- **Stored data**
⁂
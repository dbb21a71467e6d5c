//! Embeddings and vector search for news articles.

mod chroma;
mod client;
mod error;
mod pipeline;
mod store;

pub(crate) use chroma::ChromaStore;
pub(crate) use client::EmbeddingClient;
pub(crate) use pipeline::NewsIndex;
pub(crate) use store::VectorMatch;

#[cfg(test)]
pub(crate) use client::mock::MockEmbedder;
#[cfg(test)]
pub(crate) use store::mock::MemoryStore;
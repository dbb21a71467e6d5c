//! Wire types for the assistants API.

use serde::{Deserialize, Serialize};

/// A hosted assistant.
#[derive(Debug, Clone, Serialize, Deserialize)]
pub(crate) struct Assistant {
    pub id: String,
    #[serde(default)]
    pub name: Option<String>,
    pub model: String,
    #[serde(default)]
    pub instructions: Option<String>,
    #[serde(default)]
    pub tools: Vec<ToolDefinition>,
}

/// A conversation thread.
#[derive(Debug, Clone, Serialize, Deserialize)]
pub(crate) struct Thread {
    pub id: String,
}

#[derive(Debug, Clone, Copy, PartialEq, Eq, Serialize, Deserialize)]
#[serde(rename_all = "lowercase")]
pub(crate) enum Role {
    User,
    Assistant,
}

/// A message posted to a thread.
#[derive(Debug, Clone, Serialize, Deserialize)]
pub(crate) struct Message {
    pub id: String,
    pub role: Role,
    #[serde(default)]
    pub content: Vec<MessageContent>,
    #[serde(default)]
    pub run_id: Option<String>,
}

impl Message {
    /// Concatenated text parts of the message.
    pub fn text(&self) -> String {
        self.content
            .iter()
            .filter_map(|part| match part {
                MessageContent::Text { text } => Some(text.value.as_str()),
                MessageContent::Other => None,
            })
            .collect::<Vec<_>>()
            .join("\n")
    }
}

#[derive(Debug, Clone, Serialize, Deserialize)]
#[serde(tag = "type", rename_all = "snake_case")]
pub(crate) enum MessageContent {
    Text {
        text: TextContent,
    },
    /// Images and file references; not rendered.
    #[serde(other)]
    Other,
}

#[derive(Debug, Clone, Serialize, Deserialize)]
pub(crate) struct TextContent {
    pub value: String,
}

/// Lifecycle status of a run.
#[derive(Debug, Clone, Copy, PartialEq, Eq, Serialize, Deserialize)]
#[serde(rename_all = "snake_case")]
pub(crate) enum RunStatus {
    Queued,
    InProgress,
    RequiresAction,
    Cancelling,
    Cancelled,
    Failed,
    Completed,
    Incomplete,
    Expired,
    #[serde(other)]
    Unknown,
}

impl RunStatus {
    /// Whether the run can make no further progress on its own.
    pub fn is_terminal(self) -> bool {
        matches!(
            self,
            Self::Cancelled | Self::Failed | Self::Completed | Self::Incomplete | Self::Expired
        )
    }
}

impl std::fmt::Display for RunStatus {
    fn fmt(&self, f: &mut std::fmt::Formatter<'_>) -> std::fmt::Result {
        let s = match self {
            Self::Queued => "queued",
            Self::InProgress => "in_progress",
            Self::RequiresAction => "requires_action",
            Self::Cancelling => "cancelling",
            Self::Cancelled => "cancelled",
            Self::Failed => "failed",
            Self::Completed => "completed",
            Self::Incomplete => "incomplete",
            Self::Expired => "expired",
            Self::Unknown => "unknown",
        };
        write!(f, "{s}")
    }
}

/// A single execution of an assistant on a thread.
#[derive(Debug, Clone, Serialize, Deserialize)]
pub(crate) struct Run {
    pub id: String,
    pub thread_id: String,
    #[serde(default)]
    pub assistant_id: Option<String>,
    pub status: RunStatus,
    #[serde(default)]
    pub required_action: Option<RequiredAction>,
    #[serde(default)]
    pub last_error: Option<RunError>,
}

impl Run {
    /// Tool calls the run is waiting on, if any.
    pub fn tool_calls(&self) -> &[ToolCall] {
        self.required_action
            .as_ref()
            .map_or(&[], |action| action.submit_tool_outputs.tool_calls.as_slice())
    }
}

#[derive(Debug, Clone, Serialize, Deserialize)]
pub(crate) struct RunError {
    pub code: String,
    pub message: String,
}

#[derive(Debug, Clone, Serialize, Deserialize)]
pub(crate) struct RequiredAction {
    pub submit_tool_outputs: SubmitToolOutputs,
}

#[derive(Debug, Clone, Serialize, Deserialize)]
pub(crate) struct SubmitToolOutputs {
    pub tool_calls: Vec<ToolCall>,
}

/// A function call requested by the assistant.
#[derive(Debug, Clone, PartialEq, Eq, Serialize, Deserialize)]
pub(crate) struct ToolCall {
    pub id: String,
    pub function: FunctionCall,
}

#[derive(Debug, Clone, PartialEq, Eq, Serialize, Deserialize)]
pub(crate) struct FunctionCall {
    pub name: String,
    /// Raw JSON arguments as produced by the model.
    #[serde(default)]
    pub arguments: String,
}

/// Result of a locally answered tool call.
#[derive(Debug, Clone, PartialEq, Eq, Serialize, Deserialize)]
pub(crate) struct ToolOutput {
    pub tool_call_id: String,
    pub output: String,
}

/// A tool exposed to the assistant.
#[derive(Debug, Clone, PartialEq, Serialize, Deserialize)]
#[serde(tag = "type", rename_all = "snake_case")]
pub(crate) enum ToolDefinition {
    /// Hosted code execution.
    CodeInterpreter,
    /// A function answered locally.
    Function { function: FunctionDefinition },
}

#[derive(Debug, Clone, PartialEq, Serialize, Deserialize)]
pub(crate) struct FunctionDefinition {
    pub name: String,
    pub description: String,
    /// JSON schema of the arguments object.
    pub parameters: serde_json::Value,
}

/// Kind of tool call in a run step.
#[derive(Debug, Clone, Copy, PartialEq, Eq, Serialize, Deserialize)]
#[serde(rename_all = "snake_case")]
pub(crate) enum ToolKind {
    Function,
    CodeInterpreter,
    FileSearch,
    #[serde(other)]
    Other,
}

impl std::fmt::Display for ToolKind {
    fn fmt(&self, f: &mut std::fmt::Formatter<'_>) -> std::fmt::Result {
        match self {
            Self::Function => write!(f, "function"),
            Self::CodeInterpreter => write!(f, "code_interpreter"),
            Self::FileSearch => write!(f, "file_search"),
            Self::Other => write!(f, "tool"),
        }
    }
}

/// Paged list envelope.
#[derive(Debug, Clone, Deserialize)]
pub(crate) struct ListResponse<T> {
    pub data: Vec<T>,
}

// Request bodies

#[derive(Debug, Serialize)]
pub(crate) struct CreateAssistantRequest<'a> {
    pub name: &'a str,
    pub instructions: &'a str,
    pub model: &'a str,
    pub tools: &'a [ToolDefinition],
}

#[derive(Debug, Serialize)]
pub(crate) struct CreateMessageRequest<'a> {
    pub role: Role,
    pub content: &'a str,
}

#[derive(Debug, Serialize)]
pub(crate) struct CreateRunRequest<'a> {
    pub assistant_id: &'a str,
    #[serde(skip_serializing_if = "Option::is_none")]
    pub instructions: Option<&'a str>,
    #[serde(skip_serializing_if = "std::ops::Not::not")]
    pub stream: bool,
}

#[derive(Debug, Serialize)]
pub(crate) struct SubmitToolOutputsRequest<'a> {
    pub tool_outputs: &'a [ToolOutput],
    #[serde(skip_serializing_if = "std::ops::Not::not")]
    pub stream: bool,
}

#[cfg(test)]
mod tests {
    use super::*;
    use serde_json::json;

    #[test]
    fn test_function_tool_serializes_with_type_tag() {
        let tool = ToolDefinition::Function {
            function: FunctionDefinition {
                name: "run_code".to_string(),
                description: "Run code".to_string(),
                parameters: json!({"type": "object"}),
            },
        };
        assert_eq!(
            serde_json::to_value(&tool).unwrap(),
            json!({
                "type": "function",
                "function": {"name": "run_code", "description": "Run code", "parameters": {"type": "object"}}
            })
        );
        assert_eq!(
            serde_json::to_value(ToolDefinition::CodeInterpreter).unwrap(),
            json!({"type": "code_interpreter"})
        );
    }

    #[test]
    fn test_run_with_required_action() {
        let run: Run = serde_json::from_value(json!({
            "id": "run_1",
            "object": "thread.run",
            "thread_id": "thread_1",
            "assistant_id": "asst_1",
            "status": "requires_action",
            "required_action": {
                "type": "submit_tool_outputs",
                "submit_tool_outputs": {
                    "tool_calls": [{
                        "id": "call_1",
                        "type": "function",
                        "function": {"name": "run_code", "arguments": "{\"example_code\":\"print(1)\"}"}
                    }]
                }
            }
        }))
        .unwrap();

        assert_eq!(run.status, RunStatus::RequiresAction);
        assert!(!run.status.is_terminal());
        assert_eq!(run.tool_calls().len(), 1);
        assert_eq!(run.tool_calls()[0].function.name, "run_code");
    }

    #[test]
    fn test_unknown_run_status_tolerated() {
        let status: RunStatus = serde_json::from_value(json!("paused")).unwrap();
        assert_eq!(status, RunStatus::Unknown);
        assert!(!status.is_terminal());
    }

    #[test]
    fn test_terminal_statuses() {
        for status in [
            RunStatus::Completed,
            RunStatus::Failed,
            RunStatus::Cancelled,
            RunStatus::Expired,
            RunStatus::Incomplete,
        ] {
            assert!(status.is_terminal(), "{status}");
        }
        assert!(!RunStatus::Queued.is_terminal());
        assert!(!RunStatus::InProgress.is_terminal());
    }

    #[test]
    fn test_message_text_skips_non_text_parts() {
        let message: Message = serde_json::from_value(json!({
            "id": "msg_1",
            "role": "assistant",
            "content": [
                {"type": "image_file", "image_file": {"file_id": "file_1"}},
                {"type": "text", "text": {"value": "Hello", "annotations": []}}
            ]
        }))
        .unwrap();
        assert_eq!(message.text(), "Hello");
        assert_eq!(message.role, Role::Assistant);
    }

    #[test]
    fn test_run_request_omits_defaults() {
        let body = CreateRunRequest {
            assistant_id: "asst_1",
            instructions: None,
            stream: false,
        };
        assert_eq!(
            serde_json::to_value(&body).unwrap(),
            json!({"assistant_id": "asst_1"})
        );
    }
}
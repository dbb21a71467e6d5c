//! Hosted assistant integration.
//!
//! An explicit [`AssistantClient`] is built from config and handed to every
//! caller. Streamed runs surface as a typed `RunEvent` stream, and function
//! tool calls are answered through a [`ToolRegistry`].

mod client;
mod conversation;
mod error;
mod events;
pub(crate) mod format;
mod tools;
mod types;

pub(crate) use client::AssistantClient;
pub(crate) use conversation::{Conversation, ConversationSummary};
pub(crate) use error::AssistantError;
pub(crate) use tools::{error_output, ToolHandler, ToolRegistry};
pub(crate) use types::{FunctionDefinition, RunStatus, ToolDefinition};
//! Mock sandbox for testing.
//!
//! Returns scripted outcomes and records every payload it receives, so the
//! retry controller and the tools can be exercised without Docker.

use async_trait::async_trait;
use std::sync::atomic::{AtomicUsize, Ordering};
use std::sync::{Arc, Mutex};
use std::time::Duration;

use super::{CodeSandbox, SandboxError, SandboxOutput};

/// A single scripted outcome.
#[derive(Debug, Clone)]
pub(crate) enum MockOutcome {
    /// The program exits 0 with the given output.
    Success(String),
    /// The program exits with the given status and output.
    Exit(i64, String),
    /// The image fails to build.
    BuildError(String),
    /// The run exceeds its time bound.
    Timeout,
    /// The run exceeds its time bound after writing some output.
    TimeoutWithOutput(String),
}

/// A mock sandbox that replays outcomes in order.
#[derive(Debug, Clone)]
pub(crate) struct MockSandbox {
    /// Outcomes to return in order. Cycles if invoked more often.
    outcomes: Arc<Vec<MockOutcome>>,
    /// Number of times `execute` has been called.
    invocation_count: Arc<AtomicUsize>,
    /// Every payload passed to `execute`.
    payloads: Arc<Mutex<Vec<String>>>,
    library_version: Option<String>,
}

impl MockSandbox {
    pub fn new(outcomes: Vec<MockOutcome>) -> Self {
        Self {
            outcomes: Arc::new(outcomes),
            invocation_count: Arc::new(AtomicUsize::new(0)),
            payloads: Arc::new(Mutex::new(Vec::new())),
            library_version: None,
        }
    }

    pub fn always_succeed(output: &str) -> Self {
        Self::new(vec![MockOutcome::Success(output.to_string())])
    }

    pub fn always_fail(output: &str) -> Self {
        Self::new(vec![MockOutcome::Exit(1, output.to_string())])
    }

    /// Fail `failures` times, then succeed with `output`.
    pub fn succeed_after(failures: usize, output: &str) -> Self {
        let mut outcomes = vec![MockOutcome::Exit(1, "Traceback".to_string()); failures];
        outcomes.push(MockOutcome::Success(output.to_string()));
        Self::new(outcomes)
    }

    pub fn with_library_version(mut self, version: &str) -> Self {
        self.library_version = Some(version.to_string());
        self
    }

    pub fn invocation_count(&self) -> usize {
        self.invocation_count.load(Ordering::SeqCst)
    }

    pub fn payloads(&self) -> Vec<String> {
        self.payloads.lock().unwrap().clone()
    }
}

#[async_trait]
impl CodeSandbox for MockSandbox {
    fn name(&self) -> &'static str {
        "Mock"
    }

    async fn execute(&self, payload: &str) -> Result<SandboxOutput, SandboxError> {
        let count = self.invocation_count.fetch_add(1, Ordering::SeqCst);
        self.payloads.lock().unwrap().push(payload.to_string());

        match &self.outcomes[count % self.outcomes.len()] {
            MockOutcome::Success(output) => Ok(SandboxOutput {
                output: output.clone(),
                exit_code: 0,
                library_version: self.library_version.clone(),
            }),
            MockOutcome::Exit(code, output) => Ok(SandboxOutput {
                output: output.clone(),
                exit_code: *code,
                library_version: None,
            }),
            MockOutcome::BuildError(msg) => Err(SandboxError::build_failed(msg.clone())),
            MockOutcome::Timeout => Err(SandboxError::timeout(Duration::from_secs(120), "")),
            MockOutcome::TimeoutWithOutput(output) => Err(SandboxError::timeout(
                Duration::from_secs(120),
                output.clone(),
            )),
        }
    }

    async fn cleanup_orphaned(&self) -> Result<u32, SandboxError> {
        Ok(0)
    }
}

#[cfg(test)]
mod tests {
    use super::*;

    #[tokio::test]
    async fn test_mock_sandbox_cycles_outcomes() {
        let sandbox = MockSandbox::new(vec![
            MockOutcome::Exit(1, "boom".to_string()),
            MockOutcome::Success("ok".to_string()),
        ]);

        let first = sandbox.execute("a").await.unwrap();
        let second = sandbox.execute("b").await.unwrap();
        let third = sandbox.execute("c").await.unwrap();

        assert!(!first.succeeded());
        assert!(second.succeeded());
        assert!(!third.succeeded()); // Cycles back
        assert_eq!(sandbox.invocation_count(), 3);
        assert_eq!(sandbox.payloads(), vec!["a", "b", "c"]);
    }

    #[tokio::test]
    async fn test_mock_sandbox_errors() {
        let sandbox = MockSandbox::new(vec![
            MockOutcome::BuildError("no such image".to_string()),
            MockOutcome::Timeout,
        ]);

        let build = sandbox.execute("").await.unwrap_err();
        let timeout = sandbox.execute("").await.unwrap_err();
        assert_eq!(build.to_string(), "Build error: no such image");
        assert!(timeout.is_timeout());
    }

    #[test]
    fn test_mock_sandbox_is_send_sync() {
        fn assert_send_sync<T: Send + Sync>() {}
        assert_send_sync::<MockSandbox>();
    }
}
⁂
- **Task goal**
Output the first line of the entries above and every line after it, exactly as written, ending with the line that contains "A hosted assistant.".

- **Answer below**
repository dbb21a71467e6d5c
//! Embeddings and vector search for news articles.

mod chroma;
mod client;
mod error;
mod pipeline;
mod store;

pub(crate) use chroma::ChromaStore;
pub(crate) use client::EmbeddingClient;
pub(crate) use pipeline::NewsIndex;
pub(crate) use store::VectorMatch;

#[cfg(test)]
pub(crate) use client::mock::MockEmbedder;
#[cfg(test)]
pub(crate) use store::mock::MemoryStore;
repository dbb21a71467e6d5c
//! Wire types for the assistants API.

use serde::{Deserialize, Serialize};

/// A hosted assistant.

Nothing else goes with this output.